What you should do
The response should hold each line from the entries below where "seconds" is found.

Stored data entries
------------------------------------

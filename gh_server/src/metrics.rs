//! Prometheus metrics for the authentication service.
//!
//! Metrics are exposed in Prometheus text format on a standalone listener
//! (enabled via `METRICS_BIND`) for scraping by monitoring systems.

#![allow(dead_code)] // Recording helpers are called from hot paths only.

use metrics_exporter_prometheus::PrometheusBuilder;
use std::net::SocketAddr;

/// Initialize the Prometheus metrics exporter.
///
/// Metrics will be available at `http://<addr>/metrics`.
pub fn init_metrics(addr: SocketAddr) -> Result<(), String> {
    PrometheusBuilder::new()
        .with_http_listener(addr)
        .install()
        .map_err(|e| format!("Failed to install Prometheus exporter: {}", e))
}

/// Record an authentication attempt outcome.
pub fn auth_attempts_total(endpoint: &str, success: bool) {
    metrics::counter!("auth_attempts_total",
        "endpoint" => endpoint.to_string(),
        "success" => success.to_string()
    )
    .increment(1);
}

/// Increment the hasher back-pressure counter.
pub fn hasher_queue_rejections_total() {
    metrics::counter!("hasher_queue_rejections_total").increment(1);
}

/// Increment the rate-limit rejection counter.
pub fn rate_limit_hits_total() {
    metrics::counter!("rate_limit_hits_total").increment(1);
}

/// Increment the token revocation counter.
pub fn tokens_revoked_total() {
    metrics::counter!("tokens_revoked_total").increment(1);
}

------------------------------------

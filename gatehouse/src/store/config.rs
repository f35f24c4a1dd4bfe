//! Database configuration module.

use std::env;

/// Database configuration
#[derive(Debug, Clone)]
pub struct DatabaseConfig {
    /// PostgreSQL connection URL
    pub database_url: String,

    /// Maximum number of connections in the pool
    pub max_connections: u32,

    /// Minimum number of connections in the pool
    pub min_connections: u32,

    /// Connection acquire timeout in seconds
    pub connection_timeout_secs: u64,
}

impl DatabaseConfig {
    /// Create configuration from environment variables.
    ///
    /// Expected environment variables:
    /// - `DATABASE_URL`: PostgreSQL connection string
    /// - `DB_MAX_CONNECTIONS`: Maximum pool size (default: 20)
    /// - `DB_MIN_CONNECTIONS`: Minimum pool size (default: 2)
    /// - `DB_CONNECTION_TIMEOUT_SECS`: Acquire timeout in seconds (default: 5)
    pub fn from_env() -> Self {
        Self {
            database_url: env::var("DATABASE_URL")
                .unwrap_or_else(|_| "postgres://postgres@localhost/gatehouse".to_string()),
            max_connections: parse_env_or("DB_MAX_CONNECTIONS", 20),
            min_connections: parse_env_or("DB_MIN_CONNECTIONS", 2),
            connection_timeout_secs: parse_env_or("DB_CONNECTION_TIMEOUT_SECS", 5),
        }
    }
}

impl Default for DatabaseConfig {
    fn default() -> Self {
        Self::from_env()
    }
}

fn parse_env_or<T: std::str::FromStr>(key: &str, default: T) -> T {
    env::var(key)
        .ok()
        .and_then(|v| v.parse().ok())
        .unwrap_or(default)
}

------------------------------------

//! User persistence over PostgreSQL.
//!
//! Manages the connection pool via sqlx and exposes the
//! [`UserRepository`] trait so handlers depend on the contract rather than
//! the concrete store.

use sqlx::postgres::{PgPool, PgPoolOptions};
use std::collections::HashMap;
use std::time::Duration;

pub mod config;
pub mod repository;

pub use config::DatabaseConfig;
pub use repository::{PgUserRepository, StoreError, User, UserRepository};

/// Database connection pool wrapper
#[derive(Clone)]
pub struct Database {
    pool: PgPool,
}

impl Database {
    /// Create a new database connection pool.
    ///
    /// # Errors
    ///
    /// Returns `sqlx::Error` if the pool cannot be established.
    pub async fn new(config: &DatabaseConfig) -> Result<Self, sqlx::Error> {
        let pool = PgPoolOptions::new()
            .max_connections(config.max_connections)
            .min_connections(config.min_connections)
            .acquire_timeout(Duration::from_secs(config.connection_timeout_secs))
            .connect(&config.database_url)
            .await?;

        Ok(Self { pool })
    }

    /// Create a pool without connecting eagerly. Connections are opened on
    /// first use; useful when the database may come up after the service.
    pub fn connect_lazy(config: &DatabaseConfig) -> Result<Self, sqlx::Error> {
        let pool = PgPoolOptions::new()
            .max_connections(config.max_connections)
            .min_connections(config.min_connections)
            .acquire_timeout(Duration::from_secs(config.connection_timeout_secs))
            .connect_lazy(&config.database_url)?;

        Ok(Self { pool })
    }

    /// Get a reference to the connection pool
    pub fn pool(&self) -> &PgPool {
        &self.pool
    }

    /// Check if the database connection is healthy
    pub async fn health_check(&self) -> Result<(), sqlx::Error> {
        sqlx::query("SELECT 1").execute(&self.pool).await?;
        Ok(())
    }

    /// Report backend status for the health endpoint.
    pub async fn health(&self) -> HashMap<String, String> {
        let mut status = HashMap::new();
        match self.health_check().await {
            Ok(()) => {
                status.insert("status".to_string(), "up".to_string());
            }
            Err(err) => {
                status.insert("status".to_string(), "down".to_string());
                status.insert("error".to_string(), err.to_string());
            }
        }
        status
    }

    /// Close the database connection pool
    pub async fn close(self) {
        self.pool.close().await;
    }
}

------------------------------------

Solved problem
    /// Connection acquire timeout in seconds
    /// - `DB_CONNECTION_TIMEOUT_SECS`: Acquire timeout in seconds (default: 5)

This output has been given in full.